YOUR TASK: When you print the material, keep every line identical to the original.

MATERIAL TO PROCESS:

######

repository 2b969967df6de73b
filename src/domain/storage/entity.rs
//! Storage entity traits and types

use std::fmt::Debug;

use serde::{de::DeserializeOwned, Serialize};

/// Trait for types that can be used as storage keys
pub trait StorageKey: Clone + Debug + Send + Sync + Eq + std::hash::Hash {
    /// Returns the key as a string for storage backends that require string keys
    fn as_str(&self) -> &str;
}

/// Trait for types that can be stored
pub trait StorageEntity: Clone + Debug + Send + Sync + Serialize + DeserializeOwned {
    /// The key type for this entity
    type Key: StorageKey;

    /// Returns the entity's key
    fn key(&self) -> &Self::Key;
}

######

PROBLEM SOLUTION:
repository 2b969967df6de73b
filename src/domain/storage/entity.rs
//! Storage entity traits and types

use std::fmt::Debug;

use serde::{de::DeserializeOwned, Serialize};

/// Trait for types that can be used as storage keys
pub trait StorageKey: Clone + Debug + Send + Sync + Eq + std::hash::Hash {
    /// Returns the key as a string for storage backends that require string keys
    fn as_str(&self) -> &str;
}

/// Trait for types that can be stored
pub trait StorageEntity: Clone + Debug + Send + Sync + Serialize + DeserializeOwned {
    /// The key type for this entity
    type Key: StorageKey;

    /// Returns the entity's key
    fn key(&self) -> &Self::Key;
}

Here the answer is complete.